Task objective: Among the lines of the material, copy those that hold the string "OutputFormat".

BEGIN

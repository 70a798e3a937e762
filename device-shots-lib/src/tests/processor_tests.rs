use tempfile::TempDir;

use super::*;
use crate::codec::OutputFormat;
use crate::score::FileSizeScorer;
use crate::test_support::{FakeCodec, FakeImage, Script, ScriptedCrawler};

fn settings(root: &Path, min_candidates: usize) -> Settings {
    let mut settings = Settings::default();
    settings.paths.raw_root = root.join("raw");
    settings.paths.output_dir = root.join("out");
    settings.selection.min_candidates = min_candidates;
    settings
}

fn laptop() -> DeviceSpec {
    DeviceSpec::new("test_laptop")
        .with_primary("p0")
        .with_primary("p1")
        .with_primary("p2")
        .with_secondary("s0")
        .with_secondary("s1")
}

fn good(size: usize) -> FakeImage {
    FakeImage::new(1600, 900, size)
}

fn low_res() -> FakeImage {
    FakeImage::new(300, 200, 40_000)
}

struct Run {
    outcome: DeviceOutcome,
    events: Vec<ShotEvent>,
    queries: Vec<String>,
}

fn run(root: &Path, min_candidates: usize, crawler: ScriptedCrawler) -> Run {
    let settings = settings(root, min_candidates);
    let processor = DeviceProcessor::new(&settings, &crawler, &FileSizeScorer, Some(&FakeCodec));
    let mut events = Vec::new();
    let outcome = processor
        .process(&laptop(), &mut |e: &ShotEvent| events.push(e.clone()))
        .unwrap();
    Run {
        outcome,
        events,
        queries: crawler.queries(),
    }
}

// -------------------------------------------------------------------------
// End-to-end tier scenarios
// -------------------------------------------------------------------------

#[test]
fn first_tier_satisfies_minimum() {
    let tmp = TempDir::new().unwrap();
    let crawler = ScriptedCrawler::new().on("p0", Script::Files(vec![good(30_000), good(50_000)]));

    let run = run(tmp.path(), 1, crawler);

    assert_eq!(run.queries, vec!["p0"]);
    assert_eq!(run.outcome.candidates.len(), 2);
    let saved = run.outcome.saved.unwrap();
    assert_eq!(saved.path, tmp.path().join("out").join("test_laptop.jpg"));
    assert_eq!(saved.score, 50_000);
    assert_eq!(saved.source.file_name().unwrap(), "000002.jpg");
}

#[test]
fn second_tier_hit_skips_secondary_engine() {
    let tmp = TempDir::new().unwrap();
    let crawler = ScriptedCrawler::new()
        .on("p0", Script::Files(vec![low_res()]))
        .on("p1", Script::Files(vec![good(60_000).format("webp")]));

    let run = run(tmp.path(), 1, crawler);

    assert_eq!(run.queries, vec!["p0", "p1"]);
    let saved = run.outcome.saved.unwrap();
    assert!(saved.converted);
    assert!(FakeCodec.is_format(&saved.path, OutputFormat::Jpeg).unwrap());
    assert_eq!(FakeCodec.dimensions(&saved.path).unwrap(), (1600, 900));
}

#[test]
fn nothing_valid_anywhere_saves_nothing() {
    let tmp = TempDir::new().unwrap();
    let crawler = ScriptedCrawler::new()
        .on("p0", Script::Files(vec![low_res()]))
        .on("s1", Script::Files(vec![FakeImage::new(800, 1200, 40_000)]));

    let run = run(tmp.path(), 2, crawler);

    assert_eq!(run.queries, vec!["p0", "p1", "p2", "s0", "s1"]);
    assert!(run.outcome.saved.is_none());
    assert!(run.outcome.candidates.is_empty());
    assert!(!tmp.path().join("out").exists());
    assert!(matches!(run.events.last(), Some(ShotEvent::NoImage { slug }) if slug == "test_laptop"));
}

// -------------------------------------------------------------------------
// Stop rules
// -------------------------------------------------------------------------

#[test]
fn first_primary_tier_always_runs() {
    let tmp = TempDir::new().unwrap();
    let run = run(tmp.path(), 0, ScriptedCrawler::new());

    // Satisfied check is skipped for tier 0, then 0 >= 0 stops the rest;
    // 0 < 0 is false, so the secondary list never starts.
    assert_eq!(run.queries, vec!["p0"]);
    assert!(run.outcome.saved.is_none());
}

#[test]
fn primary_tiers_accumulate_until_minimum() {
    let tmp = TempDir::new().unwrap();
    let crawler = ScriptedCrawler::new()
        .on("p0", Script::Files(vec![good(30_000)]))
        .on("p1", Script::Files(vec![good(25_000), low_res()]))
        .on("p2", Script::Files(vec![good(90_000)]));

    let run = run(tmp.path(), 2, crawler);

    assert_eq!(run.queries, vec!["p0", "p1"]);
    assert_eq!(run.outcome.candidates.len(), 2);
    // Winner is chosen across tiers, not per tier
    assert_eq!(run.outcome.saved.unwrap().score, 30_000);
}

#[test]
fn secondary_tiers_stop_on_any_hit() {
    let tmp = TempDir::new().unwrap();
    let crawler = ScriptedCrawler::new()
        .on("s0", Script::Files(vec![good(30_000)]))
        .on("s1", Script::Files(vec![good(90_000)]));

    let run = run(tmp.path(), 3, crawler);

    assert_eq!(run.queries, vec!["p0", "p1", "p2", "s0"]);
    assert_eq!(run.outcome.candidates.len(), 1);
    assert_eq!(run.outcome.saved.unwrap().score, 30_000);
}

#[test]
fn partial_primary_result_never_reaches_secondary() {
    let tmp = TempDir::new().unwrap();
    let crawler = ScriptedCrawler::new()
        .on("p0", Script::Files(vec![good(30_000)]))
        .on("s0", Script::Files(vec![good(90_000)]));

    let run = run(tmp.path(), 2, crawler);

    // One candidate is below the minimum of two, yet the secondary loop
    // bails out at once because it already has a candidate.
    assert_eq!(run.queries, vec!["p0", "p1", "p2"]);
    assert_eq!(run.outcome.saved.unwrap().score, 30_000);
}

// -------------------------------------------------------------------------
// Failure containment
// -------------------------------------------------------------------------

#[test]
fn crawler_failures_do_not_stop_later_tiers() {
    let tmp = TempDir::new().unwrap();
    let crawler = ScriptedCrawler::new()
        .on("p0", Script::Panic)
        .on("p1", Script::FailAfter(vec![good(40_000)]));

    let run = run(tmp.path(), 1, crawler);

    assert_eq!(run.queries, vec!["p0", "p1"]);
    let attempts = &run.outcome.attempts;
    assert_eq!(attempts.len(), 2);
    assert!(matches!(&attempts[0].crawl, CrawlOutcome::Failed(m) if m.contains("crawler exploded on p0")));
    // Files written before the failure still count
    assert!(attempts[1].crawl.is_failed());
    assert_eq!(attempts[1].accepted, 1);
    assert!(run.outcome.saved.is_some());

    let failures = run
        .events
        .iter()
        .filter(|e| matches!(e, ShotEvent::CrawlFailed { .. }))
        .count();
    assert_eq!(failures, 2);
}

// -------------------------------------------------------------------------
// Working tree
// -------------------------------------------------------------------------

#[test]
fn tiers_use_separate_directories_and_caps() {
    let tmp = TempDir::new().unwrap();
    let settings = settings(tmp.path(), 5);
    let crawler = ScriptedCrawler::new();
    let processor = DeviceProcessor::new(&settings, &crawler, &FileSizeScorer, None);
    processor.process(&laptop(), &mut |_: &ShotEvent| {}).unwrap();

    let raw = tmp.path().join("raw").join("test_laptop");
    let requests = crawler.requests.borrow();
    let dests: Vec<_> = requests.iter().map(|r| r.dest.clone()).collect();
    assert_eq!(
        dests,
        vec![
            raw.join("bing_0"),
            raw.join("bing_1"),
            raw.join("bing_2"),
            raw.join("baidu_0"),
            raw.join("baidu_1"),
        ]
    );
    assert_eq!(requests[0].engine, Engine::Bing);
    assert_eq!(requests[0].max_count, 3);
    assert_eq!(requests[3].engine, Engine::Baidu);
    assert_eq!(requests[3].max_count, 2);
    assert!(raw.join("baidu_1").is_dir());
}

#[test]
fn files_from_previous_runs_are_ignored() {
    let tmp = TempDir::new().unwrap();
    let stale = tmp.path().join("raw/test_laptop/bing_0/000001.jpg");
    good(500_000).write(&stale);

    let crawler = ScriptedCrawler::new().on("p0", Script::Files(vec![good(30_000)]));
    let run = run(tmp.path(), 1, crawler);

    assert_eq!(run.outcome.candidates.len(), 1);
    let saved = run.outcome.saved.unwrap();
    assert_eq!(saved.score, 30_000);
    assert_eq!(saved.source.file_name().unwrap(), "000002.jpg");
}

#[test]
fn degraded_mode_accepts_by_size() {
    let tmp = TempDir::new().unwrap();
    let settings = settings(tmp.path(), 1);
    let crawler = ScriptedCrawler::new().on("p0", Script::Files(vec![low_res()]));
    let processor = DeviceProcessor::new(&settings, &crawler, &FileSizeScorer, None);

    let outcome = processor.process(&laptop(), &mut |_: &ShotEvent| {}).unwrap();
    let saved = outcome.saved.unwrap();
    assert!(!saved.converted);
    assert_eq!(outcome.candidates[0].dimensions, None);
}

#[test]
fn plan_lists_every_tier_in_order() {
    let tmp = TempDir::new().unwrap();
    let settings = settings(tmp.path(), 2);
    let crawler = ScriptedCrawler::new();
    let processor = DeviceProcessor::new(&settings, &crawler, &FileSizeScorer, None);

    let plan = processor.plan(&laptop());
    let labels: Vec<_> = plan
        .iter()
        .map(|p| format!("{}_{}:{}", p.engine, p.tier, p.query))
        .collect();
    assert_eq!(
        labels,
        vec!["bing_0:p0", "bing_1:p1", "bing_2:p2", "baidu_0:s0", "baidu_1:s1"]
    );
    assert_eq!(plan[4].list, TierList::Secondary);
    assert!(crawler.requests.borrow().is_empty());
}

#[test]
fn events_follow_tier_order() {
    let tmp = TempDir::new().unwrap();
    let crawler = ScriptedCrawler::new().on("p0", Script::Files(vec![good(30_000), low_res()]));
    let run = run(tmp.path(), 1, crawler);

    let kinds: Vec<&str> = run
        .events
        .iter()
        .map(|e| match e {
            ShotEvent::TierStarted { .. } => "start",
            ShotEvent::Rejected { .. } => "rejected",
            ShotEvent::TierFinished { .. } => "finish",
            ShotEvent::Saved { .. } => "saved",
            _ => "other",
        })
        .collect();
    assert_eq!(kinds, vec!["start", "rejected", "finish", "saved"]);
    assert!(matches!(
        run.events[2],
        ShotEvent::TierFinished { new_files: 2, accepted: 1, .. }
    ));
}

END

Exercise response:
use crate::codec::OutputFormat;
    assert!(FakeCodec.is_format(&saved.path, OutputFormat::Jpeg).unwrap());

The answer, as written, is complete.